I remember it all so clearly. Saigal saab would host these evening mehfils on his building’s terrace in Matunga for his film industry friends and neighbours. It was the city’s worst-kept secret. Music lovers would drop by. Or should I say gatecrash? That night, Saigal had wound up by midnight. That’s when your mother arrived, accompanied by her aunt I think, and was extremely disappointed that the mehfil was over.
OP Dutta
Film journalist Khalid Mohamed writes about late singer and actor KL Saigal.
Khalid Mohamed’s mother Zubeida. 
(Photo: Khalid Mohamed)

Dutta insisted that the story wasn’t an apocryphal one.

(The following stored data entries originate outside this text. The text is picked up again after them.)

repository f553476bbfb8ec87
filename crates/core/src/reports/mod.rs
//! Financial report generation.
//!
//! Pure derivations from accounts and movement totals:
//! - Account balance
//! - Trial balance
//! - Income statement (period flow)
//! - Balance sheet (with unclosed earnings)

pub mod service;
pub mod types;


pub use service::ReportService;
pub use types::*;
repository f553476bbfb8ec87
//! Database migrations.
//!
//! Migrations are managed using sea-orm-migration.

pub use sea_orm_migration::prelude::*;

mod m20260301_000001_initial;

/// Migrator for running database migrations.
pub struct Migrator;

#[async_trait::async_trait]
impl MigratorTrait for Migrator {
    fn migrations() -> Vec<Box<dyn MigrationTrait>> {
        vec![Box::new(m20260301_000001_initial::Migration)]
    }
}
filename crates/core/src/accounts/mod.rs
//! Chart of accounts.
//!
//! Accounts are the leaves every other ledger record points at. Their
//! `account_type` fixes the polarity used by every balance computation.

mod service;
mod types;

pub use service::AccountService;
pub use types::{
    Account, AccountCategory, AccountFilter, AccountPatch, AccountReferences, AccountType,
    NewAccount, NormalBalance,
};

Zubeida strode up to Saigal and demanded that he dedicate a song to her. Saigal saab declined. Then although he had downed quite a few glasses of whisky, he looked at her, his eyes lit up. A ladies man to the core, he complimented her,‘You’re beautiful’ and asked her if she would sing along with him. She smiled, ‘Of course.’ They had all of us entranced for hours with the ghazals and geets they sung in tandem.
O P Dutta

I thanked OP Dutta for the anecdote, perhaps I could expand it into a short story some day, but it slipped through the cracks – till I was reminded of those mehfils by retired colonel Kamlesh Puri’s book Madan Puri: My Father the Villain.

A chapter rewinds to Amar Kunj, the two-storey building which Saigal had bought circa 1944 in a tree-shaded lane of Matunga. As far as I know, the building had been constructed about five years before that.

The Puris were closely related to the revered singer-actor who facilitated the career of  the ‘villain’. Madan Puri became a tenant, at an affordable rent, in Amar Kunj. His brothers Chaman and the youngest Amrish Puri, stayed with him and also went on to impact the entertainment industry.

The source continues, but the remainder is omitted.